The British establishment of Singapore on the Malay Peninsula in 1819 by Sir Stamford Raffles exacerbated tensions between the two nations, especially as the Dutch claimed that the treaty signed between Raffles and the Sultan of Johor was invalid and that the Sultanate of Johor was under the Dutch sphere of influence. Dutch trading rights in British India and former Dutch possessions in the area were also points of contention. In 1820, under pressure from British merchants with interests in the Far East, negotiations to clarify the situation in Southeast Asia started.

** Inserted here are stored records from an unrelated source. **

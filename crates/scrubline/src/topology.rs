use std::collections::HashMap;

use serde::{Deserialize, Serialize};

use crate::error::{AnalyzeError, AnalyzeResult};

/// OSD-to-host mapping built from `ceph osd tree` output.
///
/// Host lines set the "current host" context; OSD lines bind an OSD id to
/// whatever host was declared most recently. The map is built in one pass
/// and read-only afterward.
#[derive(Debug, Default, Serialize, Deserialize)]
pub struct ClusterTopology {
    current_host: Option<String>,
    osd_to_host: HashMap<u32, String>,
    osd_kb_used: HashMap<u32, u64>,
}

impl ClusterTopology {
    /// Creates an empty topology with no current-host context.
    pub fn new() -> Self {
        Self::default()
    }

    /// Enters a host's subtree: subsequent OSD lines bind to this host.
    pub fn declare_host(&mut self, host: &str) {
        self.current_host = Some(host.to_string());
    }

    /// Binds an OSD id to the current host.
    ///
    /// An OSD line before any host line is a fatal ordering error: there is
    /// no host to bind to.
    pub fn bind_osd(&mut self, osd: u32) -> AnalyzeResult<()> {
        match &self.current_host {
            Some(host) => {
                self.osd_to_host.insert(osd, host.clone());
                Ok(())
            }
            None => Err(AnalyzeError::parse(format!(
                "osd.{} declared before any host line",
                osd
            ))),
        }
    }

    /// Records per-OSD used kilobytes from a utilization line.
    pub fn record_usage(&mut self, osd: u32, kb_used: u64) {
        self.osd_kb_used.insert(osd, kb_used);
    }

    /// Resolves an OSD id to its host name.
    pub fn host_for(&self, osd: u32) -> AnalyzeResult<&str> {
        self.osd_to_host
            .get(&osd)
            .map(String::as_str)
            .ok_or(AnalyzeError::UnknownNode { osd })
    }

    /// Used kilobytes for an OSD, if a utilization line was seen.
    pub fn kb_used(&self, osd: u32) -> Option<u64> {
        self.osd_kb_used.get(&osd).copied()
    }

    /// Number of OSDs bound to a host so far.
    pub fn osd_count(&self) -> usize {
        self.osd_to_host.len()
    }
}
use std::collections::HashMap;
use std::fmt;

use serde::{Deserialize, Serialize};

use crate::error::{AnalyzeError, AnalyzeResult};
use crate::topology::ClusterTopology;

/// Raw fields of one `pg dump` status line, before cross-referencing.
#[derive(Debug, Clone, PartialEq, Eq)]
pub struct PgStatusLine {
    /// Placement-group identifier, e.g. `4.1f`.
    pub pgid: String,
    /// Object count.
    pub objects: u64,
    /// Byte size of the group.
    pub bytes: u64,
    /// Status token, e.g. `active+clean`.
    pub state: String,
    /// Up set, primary first.
    pub up: Vec<u32>,
    /// Separately-declared up primary.
    pub up_primary: u32,
    /// Acting set, primary first.
    pub acting: Vec<u32>,
    /// Separately-declared acting primary.
    pub acting_primary: u32,
}

/// One placement group, cross-referenced against the cluster topology.
///
/// Immutable once built; a later status line for the same id replaces the
/// whole record (last-write-wins).
#[derive(Debug, Clone, PartialEq, Eq, Serialize, Deserialize)]
pub struct PlacementGroup {
    /// Placement-group identifier.
    pub id: String,
    /// Object count.
    pub objects: u64,
    /// Byte size of the group.
    pub bytes: u64,
    /// Status token from the dump.
    pub state: String,
    /// Up set, primary first.
    pub up: Vec<u32>,
    /// Acting set, primary first.
    pub acting: Vec<u32>,
    /// Host name of each acting-set member, in acting order.
    pub hosts: Vec<String>,
}

impl PlacementGroup {
    /// Validates a parsed status line and resolves its acting set to hosts.
    ///
    /// The separately-declared primaries must equal the first element of
    /// their sets; topology lines must have preceded the status line so
    /// every acting member resolves.
    pub fn from_status(line: PgStatusLine, topology: &ClusterTopology) -> AnalyzeResult<Self> {
        if line.up.first() != Some(&line.up_primary) {
            return Err(AnalyzeError::parse(format!(
                "pg {}: up primary {} is not the first element of up set {:?}",
                line.pgid, line.up_primary, line.up
            )));
        }
        if line.acting.first() != Some(&line.acting_primary) {
            return Err(AnalyzeError::parse(format!(
                "pg {}: acting primary {} is not the first element of acting set {:?}",
                line.pgid, line.acting_primary, line.acting
            )));
        }

        let hosts = line
            .acting
            .iter()
            .map(|&osd| topology.host_for(osd).map(str::to_string))
            .collect::<AnalyzeResult<Vec<_>>>()?;

        Ok(Self {
            id: line.pgid,
            objects: line.objects,
            bytes: line.bytes,
            state: line.state,
            up: line.up,
            acting: line.acting,
            hosts,
        })
    }

    /// Primary OSD of the acting set.
    pub fn primary(&self) -> Option<u32> {
        self.acting.first().copied()
    }
}

impl fmt::Display for PlacementGroup {
    fn fmt(&self, f: &mut fmt::Formatter<'_>) -> fmt::Result {
        let acting: Vec<String> = self.acting.iter().map(|osd| osd.to_string()).collect();
        write!(
            f,
            "PG {:>6} ({:>6.2} GB) [{}] [{}]",
            self.id,
            self.bytes as f64 * 1e-9,
            self.hosts.join(","),
            acting.join(",")
        )
    }
}

/// Parses a comma-separated OSD set, e.g. `3,17,42`.
///
/// The empty string is the empty set, not a one-element set containing an
/// empty token.
pub fn parse_osd_set(s: &str) -> AnalyzeResult<Vec<u32>> {
    if s.is_empty() {
        return Ok(Vec::new());
    }
    s.split(',')
        .map(|tok| {
            tok.parse::<u32>()
                .map_err(|_| AnalyzeError::parse(format!("bad OSD id '{}' in set '{}'", tok, s)))
        })
        .collect()
}

/// All placement groups seen so far, keyed by identifier.
#[derive(Debug, Default, Serialize, Deserialize)]
pub struct PgTable {
    pgs: HashMap<String, PlacementGroup>,
}

impl PgTable {
    /// Creates an empty table.
    pub fn new() -> Self {
        Self::default()
    }

    /// Stores a group, returning the record it replaced, if any.
    pub fn insert(&mut self, pg: PlacementGroup) -> Option<PlacementGroup> {
        self.pgs.insert(pg.id.clone(), pg)
    }

    /// Looks up a group by identifier.
    pub fn get(&self, id: &str) -> Option<&PlacementGroup> {
        self.pgs.get(id)
    }

    /// Looks up a group, failing if the status dump never declared it.
    pub fn resolve(&self, id: &str) -> AnalyzeResult<&PlacementGroup> {
        self.pgs
            .get(id)
            .ok_or_else(|| AnalyzeError::UnknownPlacementGroup {
                pgid: id.to_string(),
            })
    }

    /// Number of groups in the table.
    pub fn len(&self) -> usize {
        self.pgs.len()
    }

    /// Whether the table is empty.
    pub fn is_empty(&self) -> bool {
        self.pgs.is_empty()
    }
}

Negotiations between Lord Castlereagh, Canning's predecessor, and Fagel started on 20 July 1820. The Dutch were adamant that the British should abandon Singapore, but Castlereagh was unsure exactly how Singapore had even been acquired. At first, only noncontroversial issues such as free navigation rights and the elimination of piracy were agreed upon. Discussions on the subject were suspended on 5 August 1820, and did not resume until 1823, when the commercial value of Singapore was understood by the British.

Negotiations resumed in December 1823, centred around establishment of clear spheres of influence in the region. The Dutch, realising that the growth of Singapore could not be curbed, pressed for an exchange in which they would abandon their claims north of the Strait of Malacca and their Indian colonies in exchange for confirmation of their claims south of the strait, including the British colony of Bencoolen. The final treaty was signed on 17 March 1824 by Fagel and Canning.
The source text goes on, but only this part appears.